Categories: Project Tips and Tricks, Technologies

Tags: Bootstrap, Development, Tools

Bootstrap: A Developer Shares What It Is and Why It’s Useful

Vladyslav is a .NET developer at Swan Software Solutions. He has always enjoyed tinkering with computers, and his favorite part about Swan is the friendly team, interesting tasks, and opportunities to grow professionally.

Vladyslav believes good developers need a “good technical education and the ability to find a way out of difficult situations. Сonstantly improving yourself – this is the most important thing, there is no other way in IT.”

Off the job, Vladyslav used to compete and win prizes in wrestling and now cheers on others while watching championships. That drive to succeed will help him as he pursues his dream of becoming a Senior Full-Stack Developer. For now, he continues to study and improve his skill. He shares what Bootstrap is and its uses.

Bootstrap is an open-source and free HTML, CSS, and JS framework web developers use to quickly create responsive website designs and web applications.

The Bootstrap framework is used all over the world — both by independent developers and entire companies. The Bootstrap Expo page features many different sites created on Bootstrap.

Bootstrap’s main area of application is the front-end development of websites and admin interfaces. Among similar systems (Foundation, UIkit, Semantic UI, InK, etc.), the Bootstrap framework is the most popular.

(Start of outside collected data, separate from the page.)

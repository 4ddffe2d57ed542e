pub mod tantivy_utils;
pub mod index;
pub mod search;

pub use index::{open_shards, TantivyShard};
//! Domain types shared by shards, the coordinator and callers.

use serde::{Deserialize, Serialize};
use std::cmp::Ordering;
use std::hash::{Hash, Hasher};

use crate::error::{Error, Result};
use crate::facet::Facet;
use crate::query::SearchQuery;

/// A normalized concept: a MeSH descriptor, a UMLS concept or a taxonomy heading.
///
/// Two concepts are the same concept when their ids match; name, types and
/// score are presentation details.
#[derive(Debug, Clone, Serialize, Deserialize)]
pub struct Concept {
    pub id: String,
    pub name: String,
    /// Semantic type labels, first one is the primary type.
    #[serde(default, skip_serializing_if = "Vec::is_empty")]
    pub types: Vec<String>,
    #[serde(default, skip_serializing_if = "Option::is_none")]
    pub score: Option<f64>,
    #[serde(default, skip_serializing_if = "Option::is_none")]
    pub context: Option<serde_json::Value>,
}

impl Concept {
    pub fn new(id: impl Into<String>, name: impl Into<String>) -> Self {
        Self { id: id.into(), name: name.into(), types: Vec::new(), score: None, context: None }
    }

    /// Adds a type label unless it is already present.
    pub fn with_type(mut self, label: impl Into<String>) -> Self {
        let label = label.into();
        if !self.types.contains(&label) {
            self.types.push(label);
        }
        self
    }
}

impl PartialEq for Concept {
    fn eq(&self, other: &Self) -> bool {
        self.id == other.id
    }
}

impl Eq for Concept {}

impl Hash for Concept {
    fn hash<H: Hasher>(&self, state: &mut H) {
        self.id.hash(state);
    }
}

impl PartialOrd for Concept {
    fn partial_cmp(&self, other: &Self) -> Option<Ordering> {
        Some(self.cmp(other))
    }
}

impl Ord for Concept {
    fn cmp(&self, other: &Self) -> Ordering {
        self.id.cmp(&other.id)
    }
}

/// A highlighted snippet and the stored field it came from.
#[derive(Debug, Clone, PartialEq, Eq, Serialize, Deserialize)]
pub struct MatchedFragment {
    pub field: String,
    pub fragment: String,
}

/// One ranked result row.
#[derive(Debug, Clone, Serialize, Deserialize)]
pub struct MatchedDocument {
    pub id: u64,
    pub title: String,
    pub year: Option<i32>,
    pub score: Option<f32>,
    /// Revision timestamp in epoch milliseconds.
    pub revision: Option<i64>,
    pub source: Option<String>,
    #[serde(default)]
    pub journal: Option<String>,
    #[serde(default)]
    pub fragments: Vec<MatchedFragment>,
    #[serde(default)]
    pub concepts: Vec<Concept>,
    #[serde(default)]
    pub headings: Vec<Concept>,
}

impl MatchedDocument {
    pub fn new(id: u64, title: impl Into<String>) -> Self {
        Self {
            id,
            title: title.into(),
            year: None,
            score: None,
            revision: None,
            source: None,
            journal: None,
            fragments: Vec::new(),
            concepts: Vec::new(),
            headings: Vec::new(),
        }
    }

    /// Ranking order: higher score, then higher year, then higher id, then
    /// later revision, then source and title ascending. Missing values rank
    /// after present ones.
    pub fn rank_cmp(&self, other: &Self) -> Ordering {
        fn desc<T, F: Fn(&T, &T) -> Ordering>(a: &Option<T>, b: &Option<T>, cmp: F) -> Ordering {
            match (a, b) {
                (Some(a), Some(b)) => cmp(b, a),
                (Some(_), None) => Ordering::Less,
                (None, Some(_)) => Ordering::Greater,
                (None, None) => Ordering::Equal,
            }
        }

        desc(&self.score, &other.score, |a, b| a.total_cmp(b))
            .then_with(|| desc(&self.year, &other.year, Ord::cmp))
            .then_with(|| other.id.cmp(&self.id))
            .then_with(|| desc(&self.revision, &other.revision, Ord::cmp))
            .then_with(|| self.source.cmp(&other.source))
            .then_with(|| self.title.cmp(&other.title))
    }

    pub fn best_fragment(&self) -> Option<&MatchedFragment> {
        self.fragments.iter().max_by_key(|f| f.fragment.matches("<b>").count())
    }
}

impl PartialEq for MatchedDocument {
    fn eq(&self, other: &Self) -> bool {
        self.rank_cmp(other) == Ordering::Equal
    }
}

impl Eq for MatchedDocument {}

impl PartialOrd for MatchedDocument {
    fn partial_cmp(&self, other: &Self) -> Option<Ordering> {
        Some(self.cmp(other))
    }
}

impl Ord for MatchedDocument {
    fn cmp(&self, other: &Self) -> Ordering {
        self.rank_cmp(other)
    }
}

/// A facet assignment carried by an ingested document. Non-hierarchical
/// dimensions use a single-element path.
#[derive(Debug, Clone, PartialEq, Eq, Serialize, Deserialize)]
pub struct FacetEntry {
    pub dimension: String,
    pub path: Vec<String>,
}

impl FacetEntry {
    pub fn new(dimension: impl Into<String>, path: &[&str]) -> Self {
        Self { dimension: dimension.into(), path: path.iter().map(|s| s.to_string()).collect() }
    }
}

/// A structured record pushed by the ingestion source.
#[derive(Debug, Clone, PartialEq, Serialize, Deserialize)]
pub struct Document {
    pub id: u64,
    pub title: String,
    #[serde(default, rename = "abstract")]
    pub abstract_text: String,
    #[serde(default)]
    pub year: Option<i32>,
    /// Monotonic revision timestamp (epoch milliseconds).
    pub revision: i64,
    /// Partition tag; loaders fill it from the file's directory when absent.
    #[serde(default)]
    pub source: String,
    #[serde(default)]
    pub journal: Option<String>,
    #[serde(default)]
    pub facets: Vec<FacetEntry>,
    #[serde(default)]
    pub concepts: Vec<Concept>,
    #[serde(default)]
    pub headings: Vec<Concept>,
}

impl Document {
    pub fn new(id: u64, title: impl Into<String>, revision: i64, source: impl Into<String>) -> Self {
        Self {
            id,
            title: title.into(),
            abstract_text: String::new(),
            year: None,
            revision,
            source: source.into(),
            journal: None,
            facets: Vec::new(),
            concepts: Vec::new(),
            headings: Vec::new(),
        }
    }

    pub fn with_abstract(mut self, text: impl Into<String>) -> Self {
        self.abstract_text = text.into();
        self
    }

    pub fn with_year(mut self, year: i32) -> Self {
        self.year = Some(year);
        self
    }

    pub fn with_journal(mut self, journal: impl Into<String>) -> Self {
        self.journal = Some(journal.into());
        self
    }

    pub fn with_facet(mut self, dimension: &str, path: &[&str]) -> Self {
        self.facets.push(FacetEntry::new(dimension, path));
        self
    }
}

/// Which shards contributed to a result.
#[derive(Debug, Clone, Default, PartialEq, Eq, Serialize, Deserialize)]
pub struct ShardCoverage {
    pub requested: usize,
    pub responded: Vec<String>,
    pub dropped: Vec<String>,
}

impl ShardCoverage {
    pub fn is_complete(&self) -> bool {
        self.dropped.is_empty() && self.responded.len() == self.requested
    }
}

#[derive(Debug, Clone, Serialize, Deserialize)]
pub struct SearchResult {
    pub query: SearchQuery,
    /// Hits across every responding shard, independent of paging.
    pub total: u64,
    pub documents: Vec<MatchedDocument>,
    pub facets: Vec<Facet>,
    #[serde(default)]
    pub concepts: Vec<Concept>,
    #[serde(default)]
    pub coverage: ShardCoverage,
}

impl SearchResult {
    pub fn empty(query: SearchQuery) -> Self {
        Self {
            query,
            total: 0,
            documents: Vec::new(),
            facets: Vec::new(),
            concepts: Vec::new(),
            coverage: ShardCoverage::default(),
        }
    }

    /// Returns a copy holding documents `skip..skip + top`. Facets, total and
    /// coverage are carried over untouched.
    pub fn page(&self, skip: usize, top: usize) -> Result<Self> {
        if skip > self.documents.len() {
            return Err(Error::Paging { skip, len: self.documents.len() });
        }
        let end = self.documents.len().min(skip.saturating_add(top));
        Ok(Self {
            query: self.query.clone(),
            total: self.total,
            documents: self.documents[skip..end].to_vec(),
            facets: self.facets.clone(),
            concepts: self.concepts.clone(),
            coverage: self.coverage.clone(),
        })
    }

    pub fn len(&self) -> usize {
        self.documents.len()
    }

    pub fn is_empty(&self) -> bool {
        self.documents.is_empty() && self.facets.is_empty()
    }

    /// Looks a facet up by name or display name, ignoring case.
    pub fn facet(&self, name: &str) -> Option<&Facet> {
        self.facets.iter().find(|f| {
            f.name.eq_ignore_ascii_case(name)
                || f.display.as_deref().is_some_and(|d| d.eq_ignore_ascii_case(name))
        })
    }
}

#[cfg(test)]
mod tests {
    use super::*;

    fn doc(id: u64, score: Option<f32>, year: Option<i32>) -> MatchedDocument {
        let mut d = MatchedDocument::new(id, format!("title {id}"));
        d.score = score;
        d.year = year;
        d
    }

    #[test]
    fn ranking_prefers_score_then_year_then_id() {
        let mut docs = vec![
            doc(1, Some(1.0), Some(2000)),
            doc(2, Some(2.0), Some(1990)),
            doc(3, Some(1.0), Some(2010)),
            doc(4, Some(1.0), Some(2010)),
        ];
        docs.sort();
        let ids: Vec<u64> = docs.iter().map(|d| d.id).collect();
        assert_eq!(ids, vec![2, 4, 3, 1]);
    }

    #[test]
    fn ranking_breaks_ties_on_revision_source_title() {
        let mut a = doc(7, Some(1.0), Some(2000));
        let mut b = a.clone();
        a.revision = Some(10);
        b.revision = Some(20);
        assert_eq!(a.cmp(&b), Ordering::Greater, "later revision ranks first");

        b.revision = Some(10);
        a.source = Some("a".into());
        b.source = Some("b".into());
        assert_eq!(a.cmp(&b), Ordering::Less);

        b.source = a.source.clone();
        b.title = "zzz".into();
        assert_eq!(a.cmp(&b), Ordering::Less);
    }

    #[test]
    fn ranking_is_antisymmetric_for_equal_keys() {
        let samples = vec![
            doc(1, None, None),
            doc(1, Some(0.5), None),
            doc(1, Some(0.5), Some(2001)),
            doc(1, Some(f32::NAN), Some(2001)),
            doc(2, Some(0.5), Some(2001)),
        ];
        for a in &samples {
            for b in &samples {
                let ab = a.cmp(b);
                let ba = b.cmp(a);
                assert_eq!(ab, ba.reverse(), "{:?} vs {:?}", a.id, b.id);
                assert!(!(a < b && b < a));
            }
        }
    }

    #[test]
    fn missing_score_ranks_last() {
        let mut docs = vec![doc(1, None, Some(2020)), doc(2, Some(0.1), Some(1900))];
        docs.sort();
        assert_eq!(docs[0].id, 2);
    }

    #[test]
    fn concept_equality_is_by_id() {
        let a = Concept::new("D001", "Asthma").with_type("T047");
        let b = Concept::new("D001", "asthma, bronchial");
        assert_eq!(a, b);
        assert_ne!(a, Concept::new("D002", "Asthma"));
        assert_eq!(a.clone().with_type("T047").types, vec!["T047".to_string()]);
    }

    #[test]
    fn page_rejects_skip_past_end() {
        let mut result = SearchResult::empty(SearchQuery::free_text("asthma"));
        result.documents = (0..3).map(|i| doc(i, Some(1.0), None)).collect();
        assert!(result.page(3, 10).expect("skip == len is allowed").documents.is_empty());
        assert_eq!(result.page(4, 1).unwrap_err(), Error::Paging { skip: 4, len: 3 });
        assert_eq!(result.page(1, 1).expect("page").documents[0].id, 1);
    }

    #[test]
    fn document_json_uses_abstract_key() {
        let json = r#"{"id":42,"title":"T","abstract":"body","revision":5,"source":"s1"}"#;
        let d: Document = serde_json::from_str(json).expect("parse");
        assert_eq!(d.abstract_text, "body");
        assert!(d.facets.is_empty());
        assert_eq!(d.year, None);
    }
}
use serde::{Deserialize, Serialize};
use std::collections::BTreeMap;

use crate::error::Result;
use crate::facet::Facet;
use crate::query::{FacetFilter, SearchQuery, ShardPredicate};
use crate::types::{Concept, Document, MatchedDocument};

/// What the coordinator sends to every shard in a round.
#[derive(Debug, Clone, PartialEq, Serialize, Deserialize)]
pub struct ShardRequest {
    pub predicate: ShardPredicate,
    /// Applied as filters; each dimension is counted without its own filter.
    pub facets: FacetFilter,
    pub max_docs: usize,
    /// Facet values wanted after merge. Shards return twice as many.
    pub fdim: usize,
}

impl ShardRequest {
    pub fn for_query(query: &SearchQuery) -> Result<Self> {
        Ok(Self {
            predicate: query.rewrite()?,
            facets: query.facets().clone(),
            max_docs: query.max_docs(),
            fdim: query.fdim(),
        })
    }

    /// Facet counts only.
    pub fn facets_only(mut self) -> Self {
        self.max_docs = 0;
        self
    }

    pub fn shard_fdim(&self) -> usize {
        self.fdim.saturating_mul(2)
    }
}

#[derive(Debug, Clone, Default, PartialEq, Serialize, Deserialize)]
pub struct ShardResponse {
    pub total: u64,
    pub documents: Vec<MatchedDocument>,
    pub facets: Vec<Facet>,
}

/// One partition of the corpus. Reads may run concurrently; implementations
/// serialize their own writes.
pub trait Shard: Send + Sync {
    fn name(&self) -> &str;

    fn search(&self, request: &ShardRequest) -> Result<ShardResponse>;

    /// Top `top_n` children of `path` in a hierarchical dimension, counted
    /// over the request's matches.
    fn facet_children(&self, request: &ShardRequest, dimension: &str, path: &[String], top_n: usize) -> Result<Vec<(String, u64)>>;

    /// Children of several paths at once; one entry per path, same order.
    fn facet_children_batch(
        &self,
        request: &ShardRequest,
        dimension: &str,
        paths: &[Vec<String>],
        top_n: usize,
    ) -> Result<Vec<Vec<(String, u64)>>> {
        paths.iter().map(|p| self.facet_children(request, dimension, p, top_n)).collect()
    }

    /// Every value of a flat dimension under `predicate`.
    fn facet_counts(&self, predicate: &ShardPredicate, dimension: &str) -> Result<BTreeMap<String, u64>>;

    /// Corpus-wide document counts of the given values.
    fn facet_value_counts(&self, dimension: &str, values: &[String]) -> Result<BTreeMap<String, u64>>;

    fn insert(&self, document: &Document) -> Result<()>;

    fn delete_by_id(&self, id: u64) -> Result<u64>;

    /// Removes copies of `id` with a revision strictly below `revision`.
    fn delete_older_than(&self, id: u64, revision: i64) -> Result<u64>;

    fn has_at_least_as_new_as(&self, id: u64, revision: i64) -> Result<bool>;

    /// Makes staged mutations visible to readers.
    fn commit(&self) -> Result<()>;

    fn size(&self) -> Result<u64>;
}

pub trait ConceptAnnotator: Send + Sync {
    fn annotate(&self, text: &str) -> Result<Vec<Concept>>;
}

pub trait LabelResolver: Send + Sync {
    /// Display name of a facet value; an empty path names the dimension.
    fn display_name(&self, dimension: &str, path: &[String]) -> Option<String>;
}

Why is Bootstrap so popular?

Its popularity is due to the fact that it allows you to build sites several times faster than on “pure” CSS and JavaScript. And in our world, time is a very valuable resource. Another aspect is accessibility. Even a novice web developer can create sufficiently high-quality layouts.

The Bootstrap framework is a collection of CSS and JavaScript files. To use these files, you just need to connect to the page. After that, the tools of this framework will become available to you: column system (Bootstrap grid), classes, and components.

What does Bootstrap feature?

  • Tools for creating a layout (wrap containers, a powerful grid system, flexible media objects, adaptive utility classes)
  • Classes for styling basic content: text, images, code, tables, and figures
  • Ready-made components: buttons, forms, horizontal and vertical navigation bars, sliders, drop-down lists, accordions, modals, tooltips, etc.
  • Utility classes for solving traditional tasks most often encountered by web developers: text alignment, showing and hiding elements, setting color, background, margin and padding indents, etc.

Advantages and Disadvantages of the Bootstrap Framework

The advantages of Bootstrap when using it for front-end website development and admin interfaces are:

  • A high speed of creating high-quality adaptive layout even by novice web developers (this is achieved through the use of ready-made classes and components created by professionals)
  • Cross-browser and cross-platform (correct display and operation of the site in all browsers and operating systems supported by this framework)
  • The presence of many ready-made well-designed components, tested by a huge community of web developers on various devices
  • The ability to customize for your project — achieved by changing SCSS variables and using mixins (you can change the number of columns, colors, rounding radius, indents between columns, etc.)
  • Low entry threshold; to work with the framework, it is not necessary to have “deep” knowledge of HTML, CSS, JavaScript, and jQuery (it is enough to know only the basics of these technologies)
  • Uniformity of design and its consistency between different components (in Bootstrap, all components are made in the same style)
  • The presence of a huge number of communities and educational materials
  • The Bootstrap framework is an open-source project available on GitHub. It has an MIT license. This means that it can be used for free in both open source and commercial projects.
Bootstrap, of course, is a good tool, but at times, it isn’t the best choice. For example, it does not make sense to use for:
  • Creating front-end projects with a unique design
  • Developing projects where the customer is ready to pay for a project on “pure” CSS and JavaScript (in most cases, such development is carried out in a team in which each member performs some specific set of functions)
  • Laying out personal projects, if you have enough time and your level of knowledge in HTML, CSS and JavaScript is sufficient to carry out customization.
Bootstrap, like most similar frameworks, has its drawbacks. Among them are the following:
  • A larger size of the final CSS and JavaScript files of the project than they would have if a developer created all this on their own (this is due to the fact that the framework styles and its JS code contain universal code, but a particular project may only require a part of this code).
  • The complexity of using Bootstrap to build websites with a unique design, because the development will necessitate a significant rewriting of its code. A simple setting of Bootstrap variables is no longer enough.